Lorsqu’il est allé s’échauffer à la 51e minute, ils ont de nouveau sifflé. Du sud, on entendait des chants de « Putain Barcelone ! Putain Catalogne ! » Ils chantaient : « Nous sommes l’Atlético ». Et « Atlético oui, mercenaires non ! » Un autre a lancé : « Dites-lui de partir, une fois pour toutes ! » (À quoi Alvarez aurait pu penser : ouais, c’est ce que j’essaie de faire). Lorsque les joueurs de l’Atlético sont venus sur la ligne de touche après leur premier but, l’entraîneur de la condition physique a dit qu’Alvarez était sur le point d’entrer. « Fais attention, hein », a répondu Marc Pubill. Le bruit lorsqu’il est entré était assourdissant et ne s’est pas apaisé. Il n’y avait pas beaucoup de touches, mais à chaque fois, le volume en colère montait, le rejet ne reculant pas jusqu’au coup de sifflet final, qui n’était d’ailleurs pas le coup de sifflet final : c’était aussi pour Alvarez. Avec huit jours restants dans la fenêtre, cela aurait encore pu être un bon débarras, mais… si ce n’est pas le cas ?

« Julián est avec nous dans l’équipe et tant qu’il le sera, nous allons le soutenir », a déclaré Oblak. « Tout ce que je sais, c’est que si l’Atlético veut gagner des titres, nous devons être ensemble, nous avons besoin d’attaquants et nous avons besoin d’attaquants importants », a noté Simeone, admettant qu’il avait présenté des excuses à Ademola Lookman pour l’avoir fait jouer là en l’absence d’Alvarez et du blessé Alex Sørloth. Ils ont des attaquants, a déclaré l’entraîneur lors de sa deuxième référence à cette ligne, mais ils devraient « prendre soin » d’eux, l’entraîneur confirmant que le club lui avait dit que c’était leur décision qu’il ne devrait pas saluer les fans, pas celle de Julián.
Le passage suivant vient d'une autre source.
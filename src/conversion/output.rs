//! Output destinations for converted documents

use crate::error::{ConversionError, ConversionResult};
use std::io::Write;
use std::path::{Path, PathBuf};
use tracing::debug;

/// Where the serialized document goes
#[derive(Debug, Clone, PartialEq, Eq)]
pub enum OutputTarget {
    Stdout,
    File(PathBuf),
}

impl OutputTarget {
    /// `None` and `-` select standard output
    pub fn from_arg(path: Option<&Path>) -> Self {
        match path {
            Some(path) if path != Path::new("-") => OutputTarget::File(path.to_path_buf()),
            _ => OutputTarget::Stdout,
        }
    }

    pub fn is_stdout(&self) -> bool {
        matches!(self, OutputTarget::Stdout)
    }

    /// Get output destination description
    pub fn description(&self) -> String {
        match self {
            OutputTarget::Stdout => "standard output".to_string(),
            OutputTarget::File(path) => format!("'{}'", path.display()),
        }
    }

    /// Write `content` to this target.
    ///
    /// Files get a single trailing newline when `trailing_newline` is set and
    /// are created (with missing parent directories) or truncated. Standard
    /// output never gets the extra newline.
    pub fn write(&self, content: &str, trailing_newline: bool) -> ConversionResult<u64> {
        match self {
            OutputTarget::Stdout => {
                let stdout = std::io::stdout();
                let mut handle = stdout.lock();
                write_content(&mut handle, content, false)?;
                Ok(content.len() as u64)
            }
            OutputTarget::File(path) => {
                if let Some(parent) = path.parent() {
                    if !parent.as_os_str().is_empty() {
                        std::fs::create_dir_all(parent)
                            .map_err(|e| ConversionError::io_at(e, parent))?;
                    }
                }

                let mut file = std::fs::File::create(path)
                    .map_err(|e| ConversionError::io_at(e, path))?;
                let written = write_content(&mut file, content, trailing_newline)
                    .map_err(|e| ConversionError::io_at(e, path))?;

                debug!(path = %path.display(), bytes = written, "wrote output file");
                Ok(written)
            }
        }
    }
}

/// Write content to any sink, optionally followed by one newline
pub fn write_content<W: Write>(
    sink: &mut W,
    content: &str,
    trailing_newline: bool,
) -> std::io::Result<u64> {
    sink.write_all(content.as_bytes())?;
    let mut written = content.len() as u64;
    if trailing_newline {
        sink.write_all(b"\n")?;
        written += 1;
    }
    sink.flush()?;
    Ok(written)
}
//! Configuration options for CSV to JSON conversion

use crate::parser::reader::DEFAULT_OVERFLOW_KEY;
use crate::parser::CsvReadOptions;

/// Conversion configuration options
#[derive(Debug, Clone, PartialEq)]
pub struct ConversionConfig {
    /// Spaces per indentation level
    pub indent_size: usize,
    /// Key collecting cells beyond the header width
    pub overflow_key: String,
    /// Append a newline after the document when writing to a file
    pub trailing_newline: bool,
}

impl Default for ConversionConfig {
    fn default() -> Self {
        Self {
            indent_size: 2,
            overflow_key: DEFAULT_OVERFLOW_KEY.to_string(),
            trailing_newline: true,
        }
    }
}

impl ConversionConfig {
    /// Create a new configuration with default values
    pub fn new() -> Self {
        Self::default()
    }

    /// Set indentation size
    pub fn with_indent_size(mut self, size: usize) -> Self {
        self.indent_size = size;
        self
    }

    /// Set the overflow key
    pub fn with_overflow_key(mut self, key: impl Into<String>) -> Self {
        self.overflow_key = key.into();
        self
    }

    /// Enable/disable the trailing newline on file output
    pub fn with_trailing_newline(mut self, enabled: bool) -> Self {
        self.trailing_newline = enabled;
        self
    }

    /// Validate configuration consistency
    pub fn validate(&self) -> Result<(), String> {
        if self.overflow_key.is_empty() {
            return Err("Overflow key must not be empty".to_string());
        }

        Ok(())
    }

    pub fn read_options(&self) -> CsvReadOptions {
        CsvReadOptions {
            overflow_key: self.overflow_key.clone(),
        }
    }
}
//! Domain model for the issue store.
//!
//! # Responsibility
//! - Define the canonical issue record and its read projections.
//! - Keep the row-to-struct mapping explicit per type (`FromRow`).
//!
//! # Invariants
//! - Every issue is identified by a stable `IssueId` generated client-side.
//! - Links are symmetric: every `(a, b)` edge has a mirrored `(b, a)` edge.

pub mod issue;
Cependant, si cela avait été conçu pour protéger Alvarez et si cette déclaration l’avait également fait, l’absout de la responsabilité d’avoir choisi de se tourner vers eux, cela l’a également exposé. Partir en premier sans les autres, personne ne le rejoignant, servait d’expression de son isolement, de son marginalisation, de la façon dont la situation était devenue défaillante.

« Ensemble, nous sommes plus forts, c’est ce qui nous a toujours caractérisés, ce qui a rendu l’Atlético Madrid différent. Il est notre joueur, donc nous allons mourir pour lui sur le terrain », a déclaré Giuliano, mais au moment venu, Alvarez est parti seul.